Wednesday, May 04, 2016

The Voice From Within: We Will Not Be Silent: The White Rose--Student Resistance Movement that Defied Adolf Hitler by Russell Freedman

On the morning of February 18, 1943, Hans and Sophie Scholl left their student rooms and set out for the university a few blocks away. Hans was carrying a large suitcase packed with about fifteen hundred leaflets. Sophie carried a briefcase holding a few hundred more. They crossed the University square, and climbed a short flight of stairs to the vast marble entry hall.

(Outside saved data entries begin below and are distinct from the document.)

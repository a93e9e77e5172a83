// SPDX-License-Identifier: BUSL-1.1
// Copyright (c) 2026 Alfred Jean LLC

//! WebSocket event stream: forwards countdown ticks, delivery outcomes, and
//! queue-document changes to any connected client. Read-only — this
//! channel does not accept client commands; use the HTTP routes for those.

use std::sync::Arc;
use std::time::Duration;

use axum::extract::ws::{Message, WebSocket};
use axum::extract::{State, WebSocketUpgrade};
use axum::response::IntoResponse;
use serde::{Deserialize, Serialize};
use uuid::Uuid;

use crate::event::TierName;
use crate::iface::AppState;
use crate::queue;

#[derive(Debug, Clone, Serialize, Deserialize)]
#[serde(tag = "event", rename_all = "snake_case")]
pub enum IfaceEvent {
    Countdown { event_id: Uuid, remaining_secs: u64 },
    DeliveryOutcome { event_id: Uuid, success: bool, tier_used: Option<TierName>, error: Option<String> },
    QueueChanged { pending_count: usize },
}

pub async fn ws_handler(State(state): State<Arc<AppState>>, ws: WebSocketUpgrade) -> impl IntoResponse {
    ws.on_upgrade(move |socket| handle_connection(state, socket))
}

async fn handle_connection(state: Arc<AppState>, mut socket: WebSocket) {
    let mut ticks = state.scheduler.subscribe();
    let mut outcomes = state.scheduler.subscribe_outcomes();
    let mut queue_poll = tokio::time::interval(Duration::from_secs(2));
    let mut last_pending_count = None;

    loop {
        tokio::select! {
            tick = ticks.recv() => {
                let Ok(tick) = tick else { continue };
                let event = IfaceEvent::Countdown { event_id: tick.event_id, remaining_secs: tick.remaining.as_secs() };
                if send(&mut socket, &event).await.is_err() {
                    break;
                }
            }
            outcome = outcomes.recv() => {
                let Ok(outcome) = outcome else { continue };
                let event = IfaceEvent::DeliveryOutcome {
                    event_id: outcome.event_id,
                    success: outcome.success,
                    tier_used: outcome.tier_used,
                    error: outcome.error,
                };
                if send(&mut socket, &event).await.is_err() {
                    break;
                }
            }
            _ = queue_poll.tick() => {
                if let Ok(q) = queue::load(&state.queue_path) {
                    let pending_count = q.queue.iter().filter(|e| !e.status.is_terminal()).count();
                    if last_pending_count != Some(pending_count) {
                        last_pending_count = Some(pending_count);
                        if send(&mut socket, &IfaceEvent::QueueChanged { pending_count }).await.is_err() {
                            break;
                        }
                    }
                }
            }
            incoming = socket.recv() => {
                match incoming {
                    Some(Ok(Message::Close(_))) | None => break,
                    Some(Err(_)) => break,
                    _ => {}
                }
            }
        }
    }
}

async fn send(socket: &mut WebSocket, event: &IfaceEvent) -> Result<(), axum::Error> {
    let text = serde_json::to_string(event).unwrap_or_default();
    socket.send(Message::Text(text.into())).await
}

#[cfg(test)]
#[path = "ws_tests.rs"]
mod tests;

Hans and Sophie had planned to reach the campus while students were still in class, behind the closed lecture hall doors. Working separately, Hans and Sophie moved down the empty hallways, depositing batches of leaflets by the doors of lecture halls, on the landings of the great staircase, on window sills, rushing to finish before classes ended. On an impulse, Sophie scooped up the remaining leaflets and flung them into the air and watched as they fluttered down to the empty hall below.

As the leaflets were falling a janitor came into the building, took one look, and then spotted Hans and Sophie three stories above. "Stop! You're under arrest! he called.

Hans and Sophie, both young students, loved their homeland. Raised by loyal but liberal parents, they had joined the Hitler Youth and participated in the patriotic activities willingly, but Hitler's speeches became progressively more ugly. Hans returned from marching with the Hitler Youth at the Nuremberg rallies, totally appalled by Hitler's cruel words and control of the masses. Even Sophie was interrogated for reading a book by a Jewish poet. The teenagers watched Jews taken away to the east, as the Nazi forces invaded Austria, Czechoslovakia, and finally Poland. Hans was drafted into the army, but because he planned to study medicine, he was allowed to split his time between his studies at the university and serving as an army medic on the Russian front. But Hans and a few friends found themselves at odds with the course of the Nazi regime and looked for a way to voice their true beliefs.

The result was the White Rose Leaflets. With duplicating equipment hidden in closets and cellars and a cadre of writers working with Hans, the leaflets began to appear around the university and the city of Munich. The leaflets were mailed to others to be duplicated, and soon there was a network of White Rose cells all over Germany. Their message of resistance became known to many Germans.
"... Hitler is leading the German people into the abyss. He cannot win the war; he can only prolong it. A criminal regime cannot achieve a German victory. "

The word FREEDOM began to appear, graffitied on walls in tarry black paint all over Germany.

Hans and Sophie Scholl knew that their lives were in peril, but they persisted in their dangerous activities until they were captured and summarily beheaded as enemies of the state, certain to the end that their own consciences were at peace.

"Hans could not resist a final act of defiance. Just before his head was positioned on the block, he called out "Long live freedom!"

Revered in their homeland but lesser known elsewhere, the story of the young people of the White Rose is recounted in the award-winning nonfiction writer Russell Freedman's latest historical study, We Will Not Be Silent: The White Rose Student Resistance Movement That Defied Adolf Hitler (Houghton Mifflin Clarion, 2016). Celebrated in books and movies, honored with statues and monuments, Sophie and Hans Scholl and their brave comrades are honored in Freedman's new book for a new audience, skillfully portraying the two within the swirl of world events which surrounded them. With grace and taut storytelling, the award-winning author captures the suspense of the young resistance writers' clandestine lives in a country where Hitler had near total social control, and in quotations from their letters, shows their courage and self-sacrifice at its best. "We carry all our standards within ourselves," wrote Sophie.

Ever the solid scholar, Russel Freedman backs up his text with period photos and an appendix of source quotes, bibliography, and index. Says Kirkus Review in its starred review, "Among the wealth of good Holocaust literature available, Freedman's volume stands out for its focus and concision, effectively placing the White Rose in its historical context."